— Task to carry out —
Read each of the lines below and tally those with "workers"; the tally is the whole answer.

───── Material shown

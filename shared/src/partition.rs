use crate::{
    errors::{MineError, MineResult},
    types::SearchRange,
};

/// Whole nonce domain `[0, u64::MAX)`.
pub const DOMAIN_MAX: u64 = u64::MAX;

/// Range of nonces assigned to `rank` when `[0, domain_size)` is split over
/// `worker_count` workers.
///
/// Every rank gets `domain_size / worker_count` nonces and the first
/// `domain_size % worker_count` ranks get one more. Ranges are contiguous in
/// rank order, so concatenating them rebuilds the domain. When there are more
/// workers than nonces the trailing ranks get an empty range.
pub fn partition(domain_size: u64, worker_count: u32, rank: u32) -> MineResult<SearchRange> {
    if worker_count == 0 {
        return Err(MineError::InvalidWorkerCount);
    }
    if rank >= worker_count {
        return Err(MineError::InvalidRank { rank, size: worker_count });
    }

    let workers = worker_count as u64;
    let rank = rank as u64;
    let base = domain_size / workers;
    let remainder = domain_size % workers;

    let start = rank * base + rank.min(remainder);
    let len = base + u64::from(rank < remainder);

    Ok(SearchRange { start, end: start + len })
}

──────────

— Task output —
5